Pour des considérations de technique criminelle et policière, la commission d'experts se prononce clairement en faveur de la création d'une banque de données centralisée au niveau fédéral. Une solution centralisée assure en outre un flux d'informations plus efficace entre la Confédération et les cantons ainsi qu'avec l'étranger, optimise les coûts, simplifie et garantit la protection des données. Des banques de données centralisées, tels le système AFIS ou le système de recherches informatisées de police RIPOL, ont finalement fait leurs preuves.

Les analyses d'ADN relativement simples de cellules issues du corps (p.ex. frottis de la muqueuse buccale ou prélèvement de sang) peuvent, de l'avis des experts, être effectuées de manière décentralisée par les divers instituts de médecine légale. Une centralisation de ces analyses n'est toutefois pas exclue à long terme, en raison de la robotisation et de son incidence sur les coûts. Les analyses d'ADN plus complexes de traces biologiques (relevées sur les lieux d'infractions) devraient être effectuées de manière décentralisée par les divers laboratoires en étroite collaboration avec les autorités d'investigation.
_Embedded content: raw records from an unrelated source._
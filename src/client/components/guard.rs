use dioxus::prelude::*;
use dioxus_logger::tracing;

use crate::{
    client::{router::Route, store::session::use_identity},
    session::guard::{route_access, RouteAccess},
};

/// Layout keeping users out of pages their identity may not open
#[component]
pub fn RouteGuard() -> Element {
    let identity = use_identity();
    let path = use_route::<Route>().to_string();

    let access = route_access(&identity.read(), &path);

    if let RouteAccess::Redirect(target) = access {
        tracing::debug!(from = %path, to = %target, "Redirecting");

        match target.parse::<Route>() {
            Ok(route) => {
                navigator().replace(route);
            }
            Err(e) => tracing::error!("Invalid redirect target {}: {}", target, e),
        }

        return rsx!();
    }

    rsx!(Outlet::<Route> {})
}
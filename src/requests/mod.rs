pub mod tours;

use dioxus_logger::tracing;

use crate::{
    api::{ApiClient, HttpTransport},
    error::api::ApiError,
    model::{
        notice::{IntoNotice, Notice},
        trip::{TripDto, TripStatus},
    },
};

/// Trip requests waiting for a tour guide's decision
#[derive(Clone, Debug, PartialEq)]
pub struct TripRequests {
    pub pending: Vec<TripDto>,
    pub has_active_trip: bool,
    pub loading: bool,
    /// Trip whose decision is being sent
    pub deciding: Option<i64>,
}

impl Default for TripRequests {
    fn default() -> Self {
        Self {
            pending: Vec::new(),
            has_active_trip: false,
            loading: true,
            deciding: None,
        }
    }
}

/// Outcome of loading the guide's pending requests and active trip flag together
pub type RequestsLoad = (Result<Vec<TripDto>, ApiError>, Result<bool, ApiError>);

impl TripRequests {
    pub async fn fetch<T: HttpTransport>(api: &ApiClient<T>, tour_guide_id: i64) -> RequestsLoad {
        futures::join!(
            api.guide_pending_trips(tour_guide_id),
            api.guide_has_active_trip(tour_guide_id),
        )
    }

    pub fn apply(&mut self, (pending, has_active_trip): RequestsLoad) -> Vec<Notice> {
        let mut notices = Vec::new();

        match pending {
            Ok(pending) => self.pending = pending,
            Err(e) => notices.push(e.into_notice()),
        }
        match has_active_trip {
            Ok(flag) => self.has_active_trip = flag,
            Err(e) => notices.push(e.into_notice()),
        }
        self.loading = false;

        notices
    }

    /// A guide leading a trip cannot take on another one
    pub fn can_accept(&self) -> bool {
        !self.has_active_trip && self.deciding.is_none()
    }

    /// Mark a decision as in flight.
    ///
    /// Returns `None` when the trip is not pending, another decision is in flight, or
    /// the guide cannot accept right now.
    pub fn begin_decision(&mut self, trip_id: i64, status: &TripStatus) -> Option<i64> {
        if self.deciding.is_some() || !self.pending.iter().any(|t| t.id == trip_id) {
            return None;
        }
        if *status == TripStatus::Accepted && !self.can_accept() {
            return None;
        }

        self.deciding = Some(trip_id);

        Some(trip_id)
    }

    /// Record the API's answer, a decided request leaves the list
    pub fn apply_decision(
        &mut self,
        trip_id: i64,
        status: &TripStatus,
        result: Result<TripDto, ApiError>,
    ) -> Notice {
        self.deciding = None;

        match result {
            Ok(_) => {
                tracing::info!(trip_id = %trip_id, status = %status, "Trip request decided");

                self.pending.retain(|t| t.id != trip_id);
                if *status == TripStatus::Accepted {
                    self.has_active_trip = true;
                }

                Notice::success(format!(
                    "Request has been {}.",
                    status.as_str().to_lowercase()
                ))
            }
            Err(e) => e.into_notice(),
        }
    }

    /// Accept or reject a pending request
    pub async fn decide<T: HttpTransport>(
        &mut self,
        api: &ApiClient<T>,
        trip_id: i64,
        status: TripStatus,
    ) -> Option<Notice> {
        let trip_id = self.begin_decision(trip_id, &status)?;
        let result = api.update_trip_status(trip_id, status.clone()).await;

        Some(self.apply_decision(trip_id, &status, result))
    }
}
use dioxus::prelude::*;
use dioxus_free_icons::icons::fa_solid_icons::{FaCalendarDays, FaLocationDot, FaUsers};
use dioxus_free_icons::Icon;

use crate::model::trip::{TripDto, TripStatus};

/// Card summarising a trip, `children` are rendered as the card's actions
#[component]
pub fn TripCard(
    trip: TripDto,
    show_status_message: Option<bool>,
    #[props(default = VNode::empty())] children: Element,
) -> Element {
    let start = trip
        .start_date
        .map_or_else(|| "N/A".to_string(), |d| d.format("%b %d, %Y").to_string());
    let end = trip
        .end_date()
        .map_or_else(|| "N/A".to_string(), |d| d.format("%b %d, %Y").to_string());
    let destinations = trip.destinations.join(", ");
    let badge = match trip.trip_status {
        TripStatus::Pending => "badge badge-warning",
        TripStatus::Rejected => "badge badge-error",
        _ => "badge badge-success",
    };

    rsx!(
        div { class: "card shadow-sm w-full max-w-96",
            div { class: "card-body",
                div { class: "flex justify-between items-center",
                    h2 { class: "card-title", "{trip.headline()}" }
                    span { class: "{badge}", "{trip.trip_status}" }
                }
                if let Some(tourist) = &trip.tourist_name {
                    p { class: "text-sm text-gray-500", "Requested by {tourist} from {trip.tourist_country}" }
                }
                div { class: "flex items-center gap-2",
                    Icon { width: 14, height: 14, icon: FaLocationDot }
                    p { "{destinations}" }
                }
                div { class: "flex items-center gap-2",
                    Icon { width: 14, height: 14, icon: FaCalendarDays }
                    p { "{start} to {end} ({trip.number_of_days} days)" }
                }
                div { class: "flex items-center gap-2",
                    Icon { width: 14, height: 14, icon: FaUsers }
                    p { "{trip.number_of_adults} adults, {trip.number_of_children} children" }
                }
                p { class: "font-medium", "Budget: {trip.trip_payment:.2}" }
                if show_status_message.unwrap_or(false) {
                    p { class: "text-sm text-violet-700", "{trip.status_message()}" }
                }
                div { class: "card-actions justify-end",
                    {children}
                }
            }
        }
    )
}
Les coûts relatifs à la création et à l'exploitation de la banque de données de profils ADN ainsi que les dépenses découlant des analyses varient selon l'organisation de la banque de données et les analyses. La commission d'experts envisage trois modèles de financement: les coûts sont répartis entre la Confédération et les cantons, pris en charge par les autorités cantonales compétentes ou entièrement supportés par la Confédération. A ces coûts, les experts opposent les économies que peuvent réaliser les autorités de poursuite pénale: les auteurs d'infractions sont confondus plus rapidement grâce à la banque de données de profils ADN et les frais d'instruction et de procédure s'en trouvent fortement réduits.

Base légale
Lorsque des profils ADN d'auteurs ou de victimes potentiels d'une infraction sont enregistrés dans une banque de données, ces données sont qualifiées de sensibles au sens de la loi sur la protection des données. Par conséquent, l'exploitation d'une banque de données de profils ADN doit disposer d'une base légale. S'il s'avérait nécessaire de créer une banque de données dans de brefs délais, les experts estiment que le Conseil fédéral pourrait, en se fondant sur l'article 351septies du code pénal, édicter une ordonnance de durée limitée, en tant que solution transitoire jusqu'à la création d'une base légale au sens formel, qui réglementerait de manière spécifique le domaine de la banque de données de profils ADN.

Constituée de représentants de la Confédération, des cantons et des milieux scientifiques, la commission d'experts était présidée par M. Jean-Luc Vez, directeur suppléant de l'Office fédéral de la police (OFP).